1. A humanistic approach
    Each individual who is covered in the basic needs of health, security, education, housing, respect, liberty and access to information, has potentially something unique to contribute to Humankind, Society and the World. Individuals become who they are through being able to produce added value in the support of the realization of a noble purpose in one or another economic system. That added value creation is at its best when congruent with personal passion, experience, life principles and values.
    We believe that the HuMan is good and that the HuMan has enormous potential at the service of others.
  2. The new economic paradigm & shared value approach
    The neo-liberal ultra competition and the Milton Friedman approach to doing business for business without boundaries are replaced by the principles of a sustainable, restorative, regenerative economy, where the focus on the collective replaces the egocentric and purely individual. A rapidly increasing number of enterprises – from very small to large conglomerates, on all the continents ! – are shifting their strategies to focusing on how to create economic value in a way that also creates value for society and Humankind, by addressing its needs and challenges, by solving the world’s problems. Business must reconnect company success with social progress. The competitiveness of a company and the health of the communities around it are mutually dependent.
  3. The conscious capitalist approach
    Capitalism and entrepreneurship can be a force for good, under the condition that enterprises compete not to be the best in the world but the best for the world.

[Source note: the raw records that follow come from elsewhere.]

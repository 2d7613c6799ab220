use serde::Serialize;

/// One scored category of a self-assessment.
#[derive(Debug, Clone, Copy, PartialEq, Eq, Serialize)]
pub struct Dimension {
    pub key: &'static str,
    pub label: &'static str,
    pub description: &'static str,
}

/// Areas of the life-balance wheel, in display order.
pub const LIFE_BALANCE: &[Dimension] = &[
    Dimension {
        key: "saude",
        label: "Saúde e Bem-estar",
        description: "Condição física, alimentação, exercícios",
    },
    Dimension {
        key: "relacionamentos",
        label: "Relacionamentos",
        description: "Família, amigos, vida social",
    },
    Dimension {
        key: "carreira",
        label: "Carreira e Trabalho",
        description: "Satisfação profissional, crescimento",
    },
    Dimension {
        key: "financas",
        label: "Finanças",
        description: "Estabilidade financeira, planejamento",
    },
    Dimension {
        key: "desenvolvimento",
        label: "Desenvolvimento Pessoal",
        description: "Aprendizado, crescimento pessoal",
    },
    Dimension {
        key: "lazer",
        label: "Lazer e Diversão",
        description: "Hobbies, entretenimento, diversão",
    },
    Dimension {
        key: "ambiente",
        label: "Ambiente Físico",
        description: "Casa, trabalho, organização",
    },
    Dimension {
        key: "espiritualidade",
        label: "Espiritualidade",
        description: "Propósito, significado, fé",
    },
];

pub fn find<'a>(dimensions: &'a [Dimension], key: &str) -> Option<&'a Dimension> {
    dimensions.iter().find(|d| d.key == key)
}

#[cfg(test)]
mod tests {
    use super::*;
    use std::collections::HashSet;

    #[test]
    fn life_balance_has_eight_unique_keys() {
        assert_eq!(LIFE_BALANCE.len(), 8);
        let keys: HashSet<&str> = LIFE_BALANCE.iter().map(|d| d.key).collect();
        assert_eq!(keys.len(), 8);
    }

    #[test]
    fn life_balance_order() {
        let keys: Vec<&str> = LIFE_BALANCE.iter().map(|d| d.key).collect();
        assert_eq!(
            keys,
            [
                "saude",
                "relacionamentos",
                "carreira",
                "financas",
                "desenvolvimento",
                "lazer",
                "ambiente",
                "espiritualidade",
            ]
        );
    }

    #[test]
    fn find_by_key() {
        assert_eq!(find(LIFE_BALANCE, "lazer").unwrap().label, "Lazer e Diversão");
        assert!(find(LIFE_BALANCE, "sleep").is_none());
    }
}
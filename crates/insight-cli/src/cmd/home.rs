use crate::output::print_json;
use anyhow::Context;
use insight_core::app::AppState;
use insight_core::storage::FileStore;
use std::path::Path;

pub fn run(root: &Path, json: bool) -> anyhow::Result<()> {
    let store = FileStore::new(root);
    let app = AppState::startup(&store).context("failed to load app state")?;
    let user = app.require_user()?;

    if json {
        let value = serde_json::json!({
            "name": user.name,
            "tools": app.tool_count(),
            "completed": app.completed_count(),
        });
        print_json(&value)?;
        return Ok(());
    }

    println!("Bem-vindo ao Insight+, {}!", user.first_name());
    println!();
    println!("  Ferramentas Disponíveis  {}", app.tool_count());
    println!("  Avaliações Concluídas    {}", app.completed_count());
    println!();
    println!("Run 'insight tools' to choose a tool.");
    Ok(())
}
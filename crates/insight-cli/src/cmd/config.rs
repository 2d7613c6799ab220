use crate::output::print_json;
use anyhow::Context;
use clap::Subcommand;
use insight_core::config::Config;
use std::path::Path;

// ---------------------------------------------------------------------------
// Subcommand types
// ---------------------------------------------------------------------------

#[derive(Subcommand)]
pub enum ConfigSubcommand {
    /// Show the effective configuration
    Show,

    /// Set (or clear, when omitted) the login submission endpoint
    SetEndpoint {
        /// Endpoint URL
        url: Option<String>,
        /// Seconds to wait for the submission before exiting
        #[arg(long)]
        timeout: Option<u64>,
    },

    /// Set the file name used for exports
    SetExportName {
        /// File name, e.g. roda-da-vida.txt
        file_name: String,
    },
}

// ---------------------------------------------------------------------------
// Entry point
// ---------------------------------------------------------------------------

pub fn run(root: &Path, subcmd: ConfigSubcommand, json: bool) -> anyhow::Result<()> {
    match subcmd {
        ConfigSubcommand::Show => show(root, json),
        ConfigSubcommand::SetEndpoint { url, timeout } => set_endpoint(root, url, timeout),
        ConfigSubcommand::SetExportName { file_name } => set_export_name(root, file_name),
    }
}

fn show(root: &Path, json: bool) -> anyhow::Result<()> {
    let config = Config::load(root).context("failed to load config")?;

    if json {
        print_json(&config)?;
        return Ok(());
    }

    println!(
        "submission.endpoint:     {}",
        config.submission.endpoint.as_deref().unwrap_or("(none)")
    );
    println!("submission.timeout_secs: {}", config.submission.timeout_secs);
    println!("export.file_name:        {}", config.export.file_name);
    Ok(())
}

fn set_endpoint(root: &Path, url: Option<String>, timeout: Option<u64>) -> anyhow::Result<()> {
    let mut config = Config::load(root).context("failed to load config")?;
    if let Some(url) = &url {
        if !(url.starts_with("http://") || url.starts_with("https://")) {
            anyhow::bail!("endpoint must be an http(s) URL, got '{url}'");
        }
    }
    config.submission.endpoint = url;
    if let Some(t) = timeout {
        config.submission.timeout_secs = t;
    }
    config.save(root).context("failed to save config")?;
    match &config.submission.endpoint {
        Some(url) => println!("Submission endpoint set: {url}"),
        None => println!("Submission endpoint cleared."),
    }
    Ok(())
}

fn set_export_name(root: &Path, file_name: String) -> anyhow::Result<()> {
    if file_name.is_empty() || file_name.contains(['/', '\\']) {
        anyhow::bail!("export name must be a plain file name, got '{file_name}'");
    }
    let mut config = Config::load(root).context("failed to load config")?;
    config.export.file_name = file_name;
    config.save(root).context("failed to save config")?;
    println!("Export file name set: {}", config.export.file_name);
    Ok(())
}
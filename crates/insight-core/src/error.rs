use thiserror::Error;

#[derive(Debug, Error)]
pub enum InsightError {
    #[error("invalid dimension '{0}'")]
    InvalidDimension(String),

    #[error("rating for '{key}' must be between 1 and 10, got {value}")]
    OutOfRange { key: String, value: i64 },

    #[error("expected KEY=VALUE with a whole-number rating, got '{0}'")]
    InvalidAssignment(String),

    #[error("incomplete response: no rating for '{0}'")]
    IncompleteResponse(String),

    #[error("stored data under '{key}' is corrupt: {reason}")]
    StorageCorrupt { key: String, reason: String },

    #[error("submission failed: {0}")]
    SubmissionFailed(String),

    #[error("Por favor, digite seu nome completo")]
    InvalidName,

    #[error("Por favor, digite um email válido")]
    InvalidEmail,

    #[error("Você precisa aceitar receber conteúdos para continuar")]
    ConsentRequired,

    #[error("not logged in: run 'insight login'")]
    NotLoggedIn,

    #[error("already logged in as {0}")]
    AlreadyLoggedIn(String),

    #[error("no tool is open")]
    NoToolOpen,

    #[error("unknown tool: {0}")]
    UnknownTool(String),

    #[error("tool '{0}' is not available yet")]
    ToolNotImplemented(String),

    #[error("result not found: {0}")]
    ResultNotFound(usize),

    #[error("assessment already submitted: redo it to change ratings")]
    AlreadySubmitted,

    #[error(transparent)]
    Io(#[from] std::io::Error),

    #[error(transparent)]
    Yaml(#[from] serde_yaml::Error),

    #[error(transparent)]
    Json(#[from] serde_json::Error),
}

pub type Result<T> = std::result::Result<T, InsightError>;
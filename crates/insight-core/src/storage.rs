//! String-valued key-value storage.
//!
//! Everything the application persists goes through [`KeyValueStore`]:
//! the logged-in identity and the list of completed results, each under a
//! fixed key (see [`crate::paths`]).

use crate::error::Result;
use crate::{io, paths};
use std::collections::HashMap;
use std::path::{Path, PathBuf};

pub trait KeyValueStore {
    fn get(&self, key: &str) -> Result<Option<String>>;
    fn set(&mut self, key: &str, value: &str) -> Result<()>;
}

// ---------------------------------------------------------------------------
// FileStore
// ---------------------------------------------------------------------------

/// One file per key under `<root>/.insight-plus/`.
#[derive(Debug, Clone)]
pub struct FileStore {
    root: PathBuf,
}

impl FileStore {
    pub fn new(root: impl Into<PathBuf>) -> Self {
        Self { root: root.into() }
    }

    pub fn root(&self) -> &Path {
        &self.root
    }
}

impl KeyValueStore for FileStore {
    fn get(&self, key: &str) -> Result<Option<String>> {
        io::read_optional(&paths::key_path(&self.root, key))
    }

    fn set(&mut self, key: &str, value: &str) -> Result<()> {
        io::atomic_write(&paths::key_path(&self.root, key), value.as_bytes())
    }
}

// ---------------------------------------------------------------------------
// MemoryStore
// ---------------------------------------------------------------------------

#[derive(Debug, Clone, Default)]
pub struct MemoryStore {
    entries: HashMap<String, String>,
}

impl MemoryStore {
    pub fn new() -> Self {
        Self::default()
    }
}

impl KeyValueStore for MemoryStore {
    fn get(&self, key: &str) -> Result<Option<String>> {
        Ok(self.entries.get(key).cloned())
    }

    fn set(&mut self, key: &str, value: &str) -> Result<()> {
        self.entries.insert(key.to_string(), value.to_string());
        Ok(())
    }
}

#[cfg(test)]
mod tests {
    use super::*;
    use tempfile::TempDir;

    #[test]
    fn file_store_roundtrip() {
        let dir = TempDir::new().unwrap();
        let mut store = FileStore::new(dir.path());
        assert!(store.get("k").unwrap().is_none());
        store.set("k", "value").unwrap();
        assert_eq!(store.get("k").unwrap().as_deref(), Some("value"));
        assert!(dir.path().join(".insight-plus/k.json").exists());
    }

    #[test]
    fn file_store_overwrites() {
        let dir = TempDir::new().unwrap();
        let mut store = FileStore::new(dir.path());
        store.set("k", "one").unwrap();
        store.set("k", "two").unwrap();
        assert_eq!(store.get("k").unwrap().as_deref(), Some("two"));
    }

    #[test]
    fn memory_store_keys_are_independent() {
        let mut store = MemoryStore::new();
        store.set("a", "1").unwrap();
        store.set("b", "2").unwrap();
        assert_eq!(store.get("a").unwrap().as_deref(), Some("1"));
        assert_eq!(store.get("b").unwrap().as_deref(), Some("2"));
        assert!(store.get("c").unwrap().is_none());
    }
}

We believe that the basis of doing business is by integrating the four tenets of conscious capitalism: have a noble purpose, align all stakeholders’ interests on the collective realization of that noble purpose, become conscious leaders and build a conscious organizational culture. From an amoral culture of short-term self-interest, profit maximization, shareholder value emphasis, isolationist thinking, disregarding long-term consequences, to a value-based business culture that focuses on the accumulation of ‘spiritual capital’, benefiting all the stakeholders, including the human race and the planet.
  4. The systemic intelligence & organizational dynamics approach
    An organization has much more than just a balance sheet, a strategy, products or services and people. Each organization has a source, a noble purpose and an intrinsic dynamic that is connected to the time the organization was created. Organizations carry the patterns of its founders and the history wherein they were founded. Each part of the organization belongs to the system and needs visibility. What belongs to the systemic dynamic of the organization can not be discarded by the leaders. The incredible strength of organizational intelligence is what needs to be revealed in any noble purpose, strategy or cultural transformation effort.
  5. The integral (Buddhist) philosophy
    Very closely related to systemic thinking, the need for balance between the IT (the material), the WE (the interpersonal, the collective, the collaborative) and the I (the personal) and the balance between the physical, mental, emotional and spiritual bodies of organizations are key for their future achievement, performance, success and relevance in and for society and Humankind.
    We work in all our interventions with what we consider as essential organizational wisdom, and give a place to the heart of the organization, as our believe is that the heart, the ‘soft’, drives the ‘hard’.